The results showed that supra-threshold square stimuli resulted in proper responses to red and blue rule stimuli, while performance was much lower for near-threshold gray square stimuli. During task execution, 488 NCL-neurons were recorded, of which 262 were task-selective. These cells could be classified into two groups. One group of cells fired as soon as the square stimulus appeared and their activity correlated with stimulus intensity. Their correlation with the subsequent response of the birds was, however, rather low. This was different for the second group of neurons, which mainly fired during the delay period subsequent to square stimulus presentation. These cells predicted the birds’ perceptual report and not the physical stimulus. Interestingly, the activity of these delay neurons also correlated with “false alarm” choices when crows made mistakes. Thus, Nieder et al. (2020) report neural responses from the avian “prefrontal” area that do not correlate with the physical stimulus but with the animals’ report. At this point, it is important to note that this neural signal cannot represent motor preparation since the crows could not know if they will face a red or blue rule stimulus and accordingly could not prepare themselves for an upcoming response. Similar patterns of results in humans and nonprimates are taken as neural correlates of visual consciousness. So, by the same token, these findings in crows constitute empirical markers for avian consciousness.

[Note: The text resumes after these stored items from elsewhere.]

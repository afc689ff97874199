//! Meta resolver configuration (spec §4.4).
//!
//! Handles assistant-about-itself turns ("what can you do", "show my
//! settings"). Like [`super::general`], the only operation is `respond`.

use std::sync::Arc;

use super::{CapabilityResolver, Resolver, ResolverSpec};
use crate::llm::LlmGateway;
use crate::types::Capability;

const SYSTEM_PROMPT: &str = "\
You are the meta resolver. The step asks about the assistant's own \
capabilities or configuration. Produce operation 'respond' with \
args.reply describing what the assistant can do, without exposing \
internal implementation details.";

const SUPPORTED_ACTIONS: &[&str] = &["respond"];

pub fn meta_resolver(gateway: Arc<dyn LlmGateway>, model: impl Into<String>) -> Arc<dyn Resolver> {
    let spec = ResolverSpec {
        capability: Capability::Meta,
        entity_type: "none",
        supported_actions: SUPPORTED_ACTIONS,
        system_prompt: SYSTEM_PROMPT,
        fallback,
        keyword_hints: |_| vec![],
    };
    Arc::new(CapabilityResolver::new(spec, gateway, model))
}

fn fallback(raw_message: &str) -> (String, serde_json::Value) {
    (
        "respond".to_string(),
        serde_json::json!({ "reply": "I can help with calendar, tasks, email and reminders.", "rawMessage": raw_message }),
    )
}
//! Calendar resolver configuration (spec §4.4).

use std::sync::Arc;

use super::{CapabilityResolver, Resolver, ResolverSpec};
use crate::llm::LlmGateway;
use crate::types::Capability;

const SYSTEM_PROMPT: &str = "\
You are the calendar resolver. Translate the step into a single calendar \
operation. Never invent an event id — if the user refers to an event by \
description rather than an id already present in extracted_info, use a \
'ByDescription' or 'ByWindow' operation and let entity resolution find it. \
Normalize recurrence into {frequency, byDay, time} with default times \
(09:00 for unspecified morning events) when the user mentions a recurring \
pattern.";

const SUPPORTED_ACTIONS: &[&str] = &[
    "create",
    "list",
    "getByDescription",
    "deleteByDescription",
    "deleteByWindow",
    "updateByDescription",
    "updateByWindow",
];

pub fn calendar_resolver(gateway: Arc<dyn LlmGateway>, model: impl Into<String>) -> Arc<dyn Resolver> {
    let spec = ResolverSpec {
        capability: Capability::Calendar,
        entity_type: "calendar_event",
        supported_actions: SUPPORTED_ACTIONS,
        system_prompt: SYSTEM_PROMPT,
        fallback,
        keyword_hints: |_| vec![],
    };
    Arc::new(CapabilityResolver::new(spec, gateway, model))
}

fn fallback(raw_message: &str) -> (String, serde_json::Value) {
    let lower = raw_message.to_lowercase();
    let operation = if lower.contains("delete") || lower.contains("cancel") || lower.contains("remove") {
        "deleteByDescription"
    } else if lower.contains("update") || lower.contains("move") || lower.contains("reschedule") {
        "updateByDescription"
    } else if lower.contains("create") || lower.contains("add") || lower.contains("schedule") {
        "create"
    } else {
        "list"
    };
    (
        operation.to_string(),
        serde_json::json!({ "summary": raw_message, "rawMessage": raw_message }),
    )
}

These findings of Nieder et al. (2020) seem to refute the proposition that the cortex is a prerequisite for consciousness. However, in the same issue of Science, Stacho et al. (2020) published a study in which they demonstrated a cortex-like neuroarchitecture of the avian sensory pallium that is constituted by complex and iteratively repeated canonical circuits. These are embedded into stacked, horizontal neural lamina and orthogonally located vertical columns. This avian cortex could very likely generate computations akin to its mammalian counterpart, but is confined to sensory areas and does extend to the NCL. Although the avian cortex thus constitutes only parts of the pallium, the discovery of Stacho et al. (2020) makes it unlikely that the cortex as the computational origin of consciousness can be completely rejected. However, the global neural workspace theory, although initially formulated with a cortical architecture in mind, never explicitly stressed that a cortical architecture is required (Baars, 1988). What is required, though, is a pallial small-world connectome with a core of major hubs that are surrounded by multiple specialized modules. Indeed, birds have a pallial small-world connectome with a core that is constituted by several hubs of which the NCL is the largest (Shanahan, Bingman, Shimizu, Wild, & Güntürkün, 2013). With its core and its many surrounding modules, the avian pallial connectome is highly similar to that of mammals and possibly enables similar processing dynamics as required by the global neural workspace theory.

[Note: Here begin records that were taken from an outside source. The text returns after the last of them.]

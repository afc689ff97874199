//! Email resolver configuration (spec §4.4).

use std::sync::Arc;

use super::{CapabilityResolver, Resolver, ResolverSpec};
use crate::llm::LlmGateway;
use crate::types::Capability;

const SYSTEM_PROMPT: &str = "\
You are the email resolver. Translate the step into a single email \
operation: send, reply, archiveByDescription or list. Never invent a \
message id — use 'ByDescription' operations and let entity resolution \
find the target message.";

const SUPPORTED_ACTIONS: &[&str] = &["send", "reply", "archiveByDescription", "list"];

pub fn email_resolver(gateway: Arc<dyn LlmGateway>, model: impl Into<String>) -> Arc<dyn Resolver> {
    let spec = ResolverSpec {
        capability: Capability::Email,
        entity_type: "email_message",
        supported_actions: SUPPORTED_ACTIONS,
        system_prompt: SYSTEM_PROMPT,
        fallback,
        keyword_hints: |_| vec![],
    };
    Arc::new(CapabilityResolver::new(spec, gateway, model))
}

fn fallback(raw_message: &str) -> (String, serde_json::Value) {
    let lower = raw_message.to_lowercase();
    let operation = if lower.contains("reply") {
        "reply"
    } else if lower.contains("send") {
        "send"
    } else if lower.contains("archive") || lower.contains("delete") {
        "archiveByDescription"
    } else {
        "list"
    };
    (
        operation.to_string(),
        serde_json::json!({ "description": raw_message, "rawMessage": raw_message }),
    )
}

#[cfg(test)]
mod tests {
    use super::*;

    #[test]
    fn reply_keyword_maps_to_reply() {
        let (op, _) = fallback("reply to dan's email about the budget");
        assert_eq!(op, "reply");
    }
}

What are the evolutionary implications of these findings? Nieder et al. (2020) discuss two evolutionary scenarios. The first is that birds and mammals inherited the neural fundaments of consciousness from their last common ancestor that lived about 320 million years ago. The second possibility is that birds, mammals, and also further vertebrate classes independently developed the trait of consciousness based on a parallel sophistication of common vertebrate pallial connectivity patterns. Yet there is a third, even more tantalizing option. Connectomes that could produce activity patterns as postulated by the global neural workspace theory of consciousness are not confined to vertebrates, but are increasingly also found in various invertebrates. This would not necessarily imply that consciousness emerging from these neural systems enables a rich mental life similar to ours. But it could provide these animals the means to simply stay focused on a certain stimulus or goal amidst the clutter of distractors. According to this third option, consciousness that was once hailed as the ultimate triumph of human evolution could constitute in its most basic form a rather mundane cognitive process that allows diverse animal species to simply keep track of what is currently important.